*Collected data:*
━━━━
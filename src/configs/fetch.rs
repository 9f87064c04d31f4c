use std::collections::BTreeMap;
use std::path::PathBuf;

use serde::{Deserialize, Serialize};

use crate::sabr::{RequestKind, StreamingContext};

fn default_method() -> String {
    "GET".to_string()
}

fn default_timeout_secs() -> u64 {
    30
}

/// One UMP request issued by the fetch tool.
#[derive(Debug, Deserialize, Serialize, Clone)]
pub struct FetchConfig {
    pub url: Option<String>,
    #[serde(default = "default_method")]
    pub method: String,
    /// File holding the request body, e.g. a serialized SABR request.
    pub body_path: Option<PathBuf>,
    #[serde(default)]
    pub headers: BTreeMap<String, String>,
    /// Streaming context seeding this request.
    #[serde(default)]
    pub context: StreamingContext,
    #[serde(default)]
    pub request_kind: RequestKind,
    /// Where the extracted segment goes. Stdout when unset.
    pub output: Option<PathBuf>,
}

impl Default for FetchConfig {
    fn default() -> Self {
        Self {
            url: None,
            method: default_method(),
            body_path: None,
            headers: BTreeMap::new(),
            context: StreamingContext::default(),
            request_kind: RequestKind::default(),
            output: None,
        }
    }
}

#[derive(Debug, Deserialize, Serialize, Clone)]
pub struct RelayConfig {
    pub host: String,
}

#[derive(Debug, Deserialize, Serialize, Clone)]
pub struct HttpConfig {
    pub user_agent: Option<String>,
    #[serde(default = "default_timeout_secs")]
    pub timeout_secs: u64,
}

impl Default for HttpConfig {
    fn default() -> Self {
        Self {
            user_agent: None,
            timeout_secs: default_timeout_secs(),
        }
    }
}
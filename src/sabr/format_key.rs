use std::fmt;

use super::context::RequestedFormat;
use super::structs::MediaHeader;

/// Identity of one elementary stream: itag, last-modified and xtags.
///
/// Used to tell whether a media header belongs to the format the caller
/// asked for. Two keys are equal only when every field is.
#[derive(Debug, Clone, PartialEq, Eq, Hash)]
pub struct FormatKey {
    itag: i32,
    last_modified: Option<u64>,
    xtags: Option<String>,
}

impl FormatKey {
    pub fn new(itag: i32, last_modified: Option<u64>, xtags: Option<&str>) -> Self {
        Self {
            itag,
            last_modified,
            xtags: xtags.filter(|x| !x.is_empty()).map(str::to_owned),
        }
    }

    /// The player API reports last-modified as a decimal string.
    pub fn from_format(format: &RequestedFormat) -> Self {
        let last_modified = format
            .last_modified
            .as_deref()
            .and_then(|lm| lm.parse::<u64>().ok());
        Self::new(format.itag, last_modified, format.xtags.as_deref())
    }

    /// Prefers the nested format id and falls back to the header's own
    /// itag/lmt/xtags fields.
    pub fn from_media_header(header: &MediaHeader) -> Self {
        match &header.format_id {
            Some(fid) => Self::new(
                fid.itag,
                fid.last_modified.or(header.lmt),
                fid.xtags.as_deref().or(header.xtags.as_deref()),
            ),
            None => Self::new(header.itag, header.lmt, header.xtags.as_deref()),
        }
    }

    pub fn itag(&self) -> i32 {
        self.itag
    }
}

impl fmt::Display for FormatKey {
    fn fmt(&self, f: &mut fmt::Formatter<'_>) -> fmt::Result {
        write!(f, "{}", self.itag)?;
        if let Some(lm) = self.last_modified {
            write!(f, ";{lm}")?;
        }
        if let Some(xtags) = &self.xtags {
            write!(f, ":{xtags}")?;
        }
        Ok(())
    }
}

#[cfg(test)]
mod tests {
    use super::*;
    use crate::sabr::structs::FormatId;

    fn format(itag: i32, lm: Option<&str>, xtags: Option<&str>) -> RequestedFormat {
        RequestedFormat {
            itag,
            last_modified: lm.map(str::to_owned),
            xtags: xtags.map(str::to_owned),
            ..Default::default()
        }
    }

    #[test]
    fn test_requested_format_matches_header_format_id() {
        let header = MediaHeader {
            header_id: 1,
            itag: 0,
            format_id: Some(FormatId {
                itag: 251,
                last_modified: Some(1_714_000_000_000),
                xtags: None,
            }),
            ..Default::default()
        };
        assert_eq!(
            FormatKey::from_format(&format(251, Some("1714000000000"), None)),
            FormatKey::from_media_header(&header)
        );
    }

    #[test]
    fn test_any_field_difference_breaks_equality() {
        let base = FormatKey::from_format(&format(251, Some("1"), Some("drc=1")));
        assert_ne!(base, FormatKey::from_format(&format(250, Some("1"), Some("drc=1"))));
        assert_ne!(base, FormatKey::from_format(&format(251, Some("2"), Some("drc=1"))));
        assert_ne!(base, FormatKey::from_format(&format(251, Some("1"), None)));
    }

    #[test]
    fn test_empty_xtags_is_absent() {
        assert_eq!(FormatKey::new(18, None, Some("")), FormatKey::new(18, None, None));
        assert_eq!(FormatKey::new(18, Some(5), Some("a")).to_string(), "18;5:a");
    }
}
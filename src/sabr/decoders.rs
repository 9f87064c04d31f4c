//! Schema decoders for the part payloads the parser understands.
//!
//! Field numbers follow the googlevideo protos. Fields that arrive with an
//! unexpected wire type are skipped like unknown fields.

use super::proto::{ProtoReader, WIRE_LEN, WIRE_VARINT};
use super::structs::*;
use crate::common::errors::DecodeError;

pub fn decode_format_id(data: &[u8]) -> Result<FormatId, DecodeError> {
    let mut r = ProtoReader::new(data);
    let mut msg = FormatId::default();
    while r.has_remaining() {
        let (field, wire) = r.read_tag()?;
        match field {
            1 if wire == WIRE_VARINT => msg.itag = r.read_varint()? as i32,
            2 if wire == WIRE_VARINT => msg.last_modified = Some(r.read_varint()?),
            3 if wire == WIRE_LEN => msg.xtags = Some(r.read_string()?),
            _ => r.skip_field(wire)?,
        }
    }
    Ok(msg)
}

fn decode_time_range(data: &[u8]) -> Result<TimeRange, DecodeError> {
    let mut r = ProtoReader::new(data);
    let mut msg = TimeRange::default();
    while r.has_remaining() {
        let (field, wire) = r.read_tag()?;
        match field {
            1 if wire == WIRE_VARINT => msg.start_ticks = r.read_varint()? as i64,
            2 if wire == WIRE_VARINT => msg.duration_ticks = r.read_varint()? as i64,
            3 if wire == WIRE_VARINT => msg.timescale = r.read_varint()? as i32,
            _ => r.skip_field(wire)?,
        }
    }
    Ok(msg)
}

fn decode_byte_span(data: &[u8]) -> Result<ByteSpan, DecodeError> {
    let mut r = ProtoReader::new(data);
    let mut msg = ByteSpan::default();
    while r.has_remaining() {
        let (field, wire) = r.read_tag()?;
        match field {
            1 if wire == WIRE_VARINT => msg.start = r.read_varint()?,
            2 if wire == WIRE_VARINT => msg.end = r.read_varint()?,
            _ => r.skip_field(wire)?,
        }
    }
    Ok(msg)
}

pub fn decode_media_header(data: &[u8]) -> Result<MediaHeader, DecodeError> {
    let mut r = ProtoReader::new(data);
    let mut h = MediaHeader::default();
    while r.has_remaining() {
        let (field, wire) = r.read_tag()?;
        match field {
            1 if wire == WIRE_VARINT => h.header_id = r.read_varint()? as u32,
            2 if wire == WIRE_LEN => h.video_id = Some(r.read_string()?),
            3 if wire == WIRE_VARINT => h.itag = r.read_varint()? as i32,
            4 if wire == WIRE_VARINT => h.lmt = Some(r.read_varint()?),
            5 if wire == WIRE_LEN => h.xtags = Some(r.read_string()?),
            6 if wire == WIRE_VARINT => h.start_range = Some(r.read_varint()? as i64),
            7 if wire == WIRE_VARINT => h.compression_algorithm = Some(r.read_varint()? as i32),
            8 if wire == WIRE_VARINT => h.is_init_seg = r.read_bool()?,
            9 if wire == WIRE_VARINT => h.sequence_number = Some(r.read_varint()? as i64),
            10 if wire == WIRE_VARINT => h.bitrate_bps = Some(r.read_varint()? as i64),
            11 if wire == WIRE_VARINT => h.start_ms = Some(r.read_varint()? as i64),
            12 if wire == WIRE_VARINT => h.duration_ms = Some(r.read_varint()? as i64),
            13 if wire == WIRE_LEN => h.format_id = Some(decode_format_id(r.read_bytes()?)?),
            14 if wire == WIRE_VARINT => h.content_length = Some(r.read_varint()? as i64),
            15 if wire == WIRE_LEN => h.time_range = Some(decode_time_range(r.read_bytes()?)?),
            _ => r.skip_field(wire)?,
        }
    }
    Ok(h)
}

pub fn decode_format_init_metadata(
    data: &[u8],
) -> Result<FormatInitializationMetadata, DecodeError> {
    let mut r = ProtoReader::new(data);
    let mut m = FormatInitializationMetadata::default();
    while r.has_remaining() {
        let (field, wire) = r.read_tag()?;
        match field {
            1 if wire == WIRE_LEN => m.video_id = Some(r.read_string()?),
            2 if wire == WIRE_LEN => m.format_id = Some(decode_format_id(r.read_bytes()?)?),
            3 if wire == WIRE_VARINT => m.end_time_ms = Some(r.read_varint()? as i64),
            4 if wire == WIRE_VARINT => m.end_segment_number = Some(r.read_varint()? as i64),
            5 if wire == WIRE_LEN => m.mime_type = Some(r.read_string()?),
            6 if wire == WIRE_LEN => m.init_range = Some(decode_byte_span(r.read_bytes()?)?),
            7 if wire == WIRE_LEN => m.index_range = Some(decode_byte_span(r.read_bytes()?)?),
            9 if wire == WIRE_VARINT => m.duration_units = Some(r.read_varint()? as i64),
            10 if wire == WIRE_VARINT => m.duration_timescale = Some(r.read_varint()? as i64),
            _ => r.skip_field(wire)?,
        }
    }
    Ok(m)
}

fn decode_playback_cookie(data: &[u8]) -> Result<PlaybackCookie, DecodeError> {
    let mut r = ProtoReader::new(data);
    let mut c = PlaybackCookie::default();
    while r.has_remaining() {
        let (field, wire) = r.read_tag()?;
        match field {
            1 if wire == WIRE_VARINT => c.resolution = Some(r.read_varint()? as i32),
            2 if wire == WIRE_VARINT => c.field2 = Some(r.read_varint()? as i32),
            7 if wire == WIRE_LEN => c.video_fmt = Some(decode_format_id(r.read_bytes()?)?),
            8 if wire == WIRE_LEN => c.audio_fmt = Some(decode_format_id(r.read_bytes()?)?),
            _ => r.skip_field(wire)?,
        }
    }
    Ok(c)
}

pub fn decode_next_request_policy(data: &[u8]) -> Result<NextRequestPolicy, DecodeError> {
    let mut r = ProtoReader::new(data);
    let mut m = NextRequestPolicy::default();
    while r.has_remaining() {
        let (field, wire) = r.read_tag()?;
        match field {
            1 if wire == WIRE_VARINT => m.target_audio_readahead_ms = r.read_varint()? as i32,
            2 if wire == WIRE_VARINT => m.target_video_readahead_ms = r.read_varint()? as i32,
            4 if wire == WIRE_VARINT => m.backoff_time_ms = r.read_varint()? as i32,
            7 if wire == WIRE_LEN => {
                m.playback_cookie = Some(decode_playback_cookie(r.read_bytes()?)?)
            }
            8 if wire == WIRE_LEN => m.video_id = Some(r.read_string()?),
            _ => r.skip_field(wire)?,
        }
    }
    Ok(m)
}

pub fn decode_sabr_error(data: &[u8]) -> Result<SabrErrorMsg, DecodeError> {
    let mut r = ProtoReader::new(data);
    let mut m = SabrErrorMsg::default();
    while r.has_remaining() {
        let (field, wire) = r.read_tag()?;
        match field {
            1 if wire == WIRE_LEN => m.error_type = r.read_string()?,
            2 if wire == WIRE_VARINT => m.code = r.read_varint()? as i32,
            _ => r.skip_field(wire)?,
        }
    }
    Ok(m)
}

pub fn decode_sabr_redirect(data: &[u8]) -> Result<SabrRedirect, DecodeError> {
    let mut r = ProtoReader::new(data);
    let mut m = SabrRedirect::default();
    while r.has_remaining() {
        let (field, wire) = r.read_tag()?;
        match field {
            1 if wire == WIRE_LEN => m.url = r.read_string()?,
            _ => r.skip_field(wire)?,
        }
    }
    Ok(m)
}

pub fn decode_stream_protection_status(
    data: &[u8],
) -> Result<StreamProtectionStatus, DecodeError> {
    let mut r = ProtoReader::new(data);
    let mut m = StreamProtectionStatus::default();
    while r.has_remaining() {
        let (field, wire) = r.read_tag()?;
        match field {
            1 if wire == WIRE_VARINT => m.status = r.read_varint()? as i32,
            2 if wire == WIRE_VARINT => m.max_retries = Some(r.read_varint()? as i32),
            _ => r.skip_field(wire)?,
        }
    }
    Ok(m)
}

/// Splits the one-byte header id selector off a MEDIA or MEDIA_END payload.
pub fn split_header_id(payload: &[u8]) -> Result<(u32, &[u8]), DecodeError> {
    payload
        .split_first()
        .map(|(id, rest)| (*id as u32, rest))
        .ok_or(DecodeError::MissingHeaderId)
}

#[cfg(test)]
mod tests {
    use super::*;
    use crate::sabr::proto::ProtoWriter;

    #[test]
    fn test_media_header_with_format_id() {
        let mut fid = ProtoWriter::new();
        fid.write_i32(1, 137);
        fid.write_u64(2, 1_700_000_000);
        let mut w = ProtoWriter::new();
        w.write_u64(1, 7);
        w.write_string(2, "dQw4w9WgXcQ");
        w.write_i32(3, 137);
        w.write_bool(8, true);
        w.write_u64(12, 5000);
        w.write_message(13, fid);
        // unknown field is skipped
        w.write_string(99, "ignored");

        let h = decode_media_header(&w.finish()).unwrap();
        assert_eq!(h.header_id, 7);
        assert_eq!(h.video_id.as_deref(), Some("dQw4w9WgXcQ"));
        assert!(h.is_init_seg);
        assert_eq!(h.duration_ms, Some(5000));
        assert_eq!(
            h.format_id,
            Some(FormatId {
                itag: 137,
                last_modified: Some(1_700_000_000),
                xtags: None
            })
        );
    }

    #[test]
    fn test_truncated_media_header_fails() {
        let mut w = ProtoWriter::new();
        w.write_string(5, "xtags");
        let bytes = w.finish();
        assert!(decode_media_header(&bytes[..bytes.len() - 2]).is_err());
    }

    #[test]
    fn test_next_request_policy_cookie() {
        let mut fmt = ProtoWriter::new();
        fmt.write_i32(1, 248);
        let mut cookie = ProtoWriter::new();
        cookie.write_i32(1, 1080);
        cookie.write_message(7, fmt);
        let mut w = ProtoWriter::new();
        w.write_i32(4, 250);
        w.write_message(7, cookie);

        let p = decode_next_request_policy(&w.finish()).unwrap();
        assert_eq!(p.backoff_time_ms, 250);
        let cookie = p.playback_cookie.unwrap();
        assert_eq!(cookie.resolution, Some(1080));
        assert_eq!(cookie.video_fmt.map(|f| f.itag), Some(248));
    }

    #[test]
    fn test_sabr_error_and_redirect() {
        let mut w = ProtoWriter::new();
        w.write_string(1, "sabr.malformed_config");
        w.write_i32(2, 3);
        let e = decode_sabr_error(&w.finish()).unwrap();
        assert_eq!(e.error_type, "sabr.malformed_config");
        assert_eq!(e.code, 3);

        let mut w = ProtoWriter::new();
        w.write_string(1, "https://rr1.example/videoplayback");
        let r = decode_sabr_redirect(&w.finish()).unwrap();
        assert_eq!(r.url, "https://rr1.example/videoplayback");
    }

    #[test]
    fn test_stream_protection_status() {
        let mut w = ProtoWriter::new();
        w.write_i32(1, 3);
        w.write_i32(2, 5);
        let s = decode_stream_protection_status(&w.finish()).unwrap();
        assert!(s.is_blocked());
        assert_eq!(s.max_retries, Some(5));
    }

    #[test]
    fn test_split_header_id() {
        assert_eq!(split_header_id(&[3, 1, 2]).unwrap(), (3, &[1u8, 2][..]));
        assert_eq!(split_header_id(&[]), Err(DecodeError::MissingHeaderId));
    }
}
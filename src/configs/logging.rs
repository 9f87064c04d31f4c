use serde::{Deserialize, Serialize};

#[derive(Debug, Default, Deserialize, Serialize, Clone)]
pub struct LoggingConfig {
    pub level: Option<String>,
    pub filters: Option<String>,
}
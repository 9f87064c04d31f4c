pub mod base;
pub mod fetch;
pub mod logging;

pub use base::*;
pub use fetch::*;
pub use logging::*;
use std::time::Duration;

use reqwest::{Client, Error, Url};

use crate::common::types::AnyResult;
use crate::configs::HttpConfig;

const DEFAULT_USER_AGENT: &str = "Mozilla/5.0 (Windows NT 10.0; Win64; x64) AppleWebKit/537.36 (KHTML, like Gecko) Chrome/134.0.0.0 Safari/537.36";

pub struct HttpClient;

impl HttpClient {
    pub fn default_user_agent() -> String {
        DEFAULT_USER_AGENT.to_string()
    }

    pub fn new(config: &HttpConfig) -> Result<Client, Error> {
        let user_agent = config
            .user_agent
            .clone()
            .unwrap_or_else(Self::default_user_agent);

        Client::builder()
            .user_agent(user_agent)
            .timeout(Duration::from_secs(config.timeout_secs))
            .build()
    }
}

/// Points `url` at a forwarding relay. The upstream host travels in the
/// `__host` query parameter and the request headers in `__headers`, as a
/// JSON list of name/value pairs the relay replays upstream.
pub fn relay_url(url: &str, relay_host: &str, headers: &[(String, String)]) -> AnyResult<Url> {
    let mut url = Url::parse(url)?;
    let host = match (url.host_str(), url.port()) {
        (Some(host), Some(port)) => format!("{host}:{port}"),
        (Some(host), None) => host.to_string(),
        (None, _) => return Err(format!("{url} has no host to relay").into()),
    };

    url.query_pairs_mut()
        .append_pair("__host", &host)
        .append_pair("__headers", &serde_json::to_string(headers)?);

    url.set_scheme("https")
        .map_err(|_| format!("cannot relay {url} over https"))?;
    url.set_port(None)
        .map_err(|_| format!("cannot clear port of {url}"))?;
    url.set_host(Some(relay_host))?;

    Ok(url)
}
━━━━
*What is being asked:*
Where a line in the records above contains the string "configs", copy that line.

*Solution to this task:*
filename src/configs/fetch.rs
filename src/configs/logging.rs
use crate::configs::HttpConfig;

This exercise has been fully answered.